WHAT IS REQUIRED. Read through the data and report every line in which the word "message" occurs.

[Items listed in a dataset]
[Start of Attachment]
// ABOUTME: Account registration, login, and profile business rules
// ABOUTME: Validates credentials, issues tokens, and assembles the full profile with stats
//
// Licensed under either of Apache License, Version 2.0 or MIT License at your option.
// Copyright ©2025 Async-IO.org

use chrono::{Datelike, NaiveDate};
use rand::distributions::Alphanumeric;
use rand::Rng;
use repforge_core::constants::stats::RECENT_WORKOUTS;
use repforge_core::constants::users::{GENERATED_USERNAME_LEN, MIN_PASSWORD_LEN};
use repforge_core::errors::{AppError, AppResult};
use repforge_core::models::{
    FullProfile, LoginRequest, LoginResponse, LoginUser, ProfileStats, ProfileUpdateRequest,
    RegisterRequest, RegisterResponse, User,
};
use tracing::info;

use crate::auth::AuthManager;
use crate::logging::AppLogger;
use crate::resources::ServerResources;

/// Create an account and sign it in
///
/// # Errors
///
/// Returns `InvalidInput` for a malformed email, a short password, or an email
/// or username that is already registered
pub async fn register(
    resources: &ServerResources,
    request: &RegisterRequest,
) -> AppResult<RegisterResponse> {
    let email = request.email.trim();
    if !is_valid_email(email) {
        return Err(AppError::invalid_input("Enter a valid email address."));
    }
    if request.password.chars().count() < MIN_PASSWORD_LEN {
        return Err(AppError::invalid_input(format!(
            "Password must be at least {MIN_PASSWORD_LEN} characters long."
        )));
    }

    let users = resources.database.users();
    if users.email_exists(email).await? {
        return Err(AppError::invalid_input("A user with this email already exists."));
    }

    let username = match request.username.as_deref().map(str::trim) {
        Some(name) if !name.is_empty() => {
            if users.username_taken(name, None).await? {
                return Err(AppError::invalid_input("A user with that username already exists."));
            }
            name.to_owned()
        }
        _ => generate_username(&mut rand::thread_rng()),
    };

    let password_hash = resources.auth.hash_password(&request.password).await?;
    let user = users
        .create_user(
            email,
            &password_hash,
            request.first_name.trim(),
            request.last_name.trim(),
            &username,
        )
        .await?;
    let token = resources.auth.generate_token(user.id, &user.email)?;

    AppLogger::log_auth_event(Some(user.id), "register", true, None);
    Ok(RegisterResponse {
        message: format!("User {} registered successfully.", user.email),
        token,
        user_id: user.id,
    })
}

/// Check credentials and issue a token
///
/// # Errors
///
/// Returns `MissingRequiredField` when either field is blank and
/// `PermissionDenied` when the credentials do not match
pub async fn login(resources: &ServerResources, request: &LoginRequest) -> AppResult<LoginResponse> {
    let email = request.email.as_deref().map(str::trim).unwrap_or_default();
    let password = request.password.as_deref().unwrap_or_default();
    if email.is_empty() || password.is_empty() {
        return Err(AppError::missing_field("Email and password are required."));
    }

    let users = resources.database.users();
    let Some(credentials) = users.get_credentials(email).await? else {
        AppLogger::log_auth_event(None, "login", false, Some("unknown email"));
        return Err(AppError::permission_denied("Invalid credentials"));
    };
    if !AuthManager::verify_password(password, &credentials.password_hash).await? {
        AppLogger::log_auth_event(Some(credentials.user.id), "login", false, Some("bad password"));
        return Err(AppError::permission_denied("Invalid credentials"));
    }

    let user = credentials.user;
    users.record_login(user.id).await?;
    let token = resources.auth.generate_token(user.id, &user.email)?;

    AppLogger::log_auth_event(Some(user.id), "login", true, None);
    Ok(LoginResponse {
        message: format!("Welcome back, {}", user.email),
        token,
        user_id: user.id,
        user: LoginUser {
            email: user.email,
            first_name: user.first_name,
            last_name: user.last_name,
            is_onboarding_complete: user.is_onboarding_complete,
        },
    })
}

/// Apply a profile update for the owner
///
/// # Errors
///
/// Returns `InvalidInput` for a blank or duplicate username
pub async fn update_profile(
    resources: &ServerResources,
    user_id: i64,
    update: &ProfileUpdateRequest,
) -> AppResult<User> {
    let users = resources.database.users();
    if let Some(username) = update.username.as_deref() {
        let username = username.trim();
        if username.is_empty() {
            return Err(AppError::invalid_input("Username cannot be blank."));
        }
        if users.username_taken(username, Some(user_id)).await? {
            return Err(AppError::invalid_input("A user with that username already exists."));
        }
    }

    let user = users.update_profile(user_id, update).await?;
    info!(user_id, "Profile updated");
    Ok(user)
}

/// The user with workout counts, recent workouts, and leaderboard standing
///
/// # Errors
///
/// Returns `ResourceNotFound` if the user does not exist
pub async fn full_profile(
    resources: &ServerResources,
    user_id: i64,
    today: NaiveDate,
) -> AppResult<FullProfile> {
    let user = resources.database.users().require_user(user_id).await?;
    let workouts = resources.database.workouts();
    let scores = resources.database.scores();

    let month_start = today.with_day(1).unwrap_or(today);
    let stats = ProfileStats {
        workouts_this_month: workouts.count_completed(user_id, Some(month_start)).await?,
        workouts_all_time: workouts.count_completed(user_id, None).await?,
        recent_workouts: workouts.recent_completed(user_id, RECENT_WORKOUTS).await?,
        leaderboard: scores.totals(user_id).await?,
        leaderboard_rank: scores.rank(user_id).await?,
    };

    Ok(FullProfile { user, stats })
}

/// Minimal structural email check: one `@`, a non-empty local part, and a dotted domain
fn is_valid_email(email: &str) -> bool {
    let Some((local, domain)) = email.split_once('@') else {
        return false;
    };
    !local.is_empty()
        && !domain.contains('@')
        && !email.chars().any(char::is_whitespace)
        && domain
            .split_once('.')
            .is_some_and(|(host, tld)| !host.is_empty() && !tld.is_empty() && !tld.ends_with('.'))
}

fn generate_username<R: Rng + ?Sized>(rng: &mut R) -> String {
    rng.sample_iter(&Alphanumeric)
        .take(GENERATED_USERNAME_LEN)
        .map(char::from)
        .collect()
}

#[cfg(test)]
mod tests {
    use rand::rngs::StdRng;
    use rand::SeedableRng;

    use super::*;

    #[test]
    fn test_email_shape_check() {
        assert!(is_valid_email("ada@example.com"));
        assert!(is_valid_email("first.last@sub.example.co.uk"));
        assert!(!is_valid_email("ada.example.com"));
        assert!(!is_valid_email("@example.com"));
        assert!(!is_valid_email("ada@example"));
        assert!(!is_valid_email("ada@@example.com"));
        assert!(!is_valid_email("ada @example.com"));
    }

    #[test]
    fn test_generated_username_is_alphanumeric() {
        let mut rng = StdRng::seed_from_u64(3);
        let name = generate_username(&mut rng);
        assert_eq!(name.len(), GENERATED_USERNAME_LEN);
        assert!(name.chars().all(|c| c.is_ascii_alphanumeric()));
    }
}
[End of Attachment]
RESPONSE.
        message: format!("User {} registered successfully.", user.email),
        message: format!("Welcome back, {}", user.email),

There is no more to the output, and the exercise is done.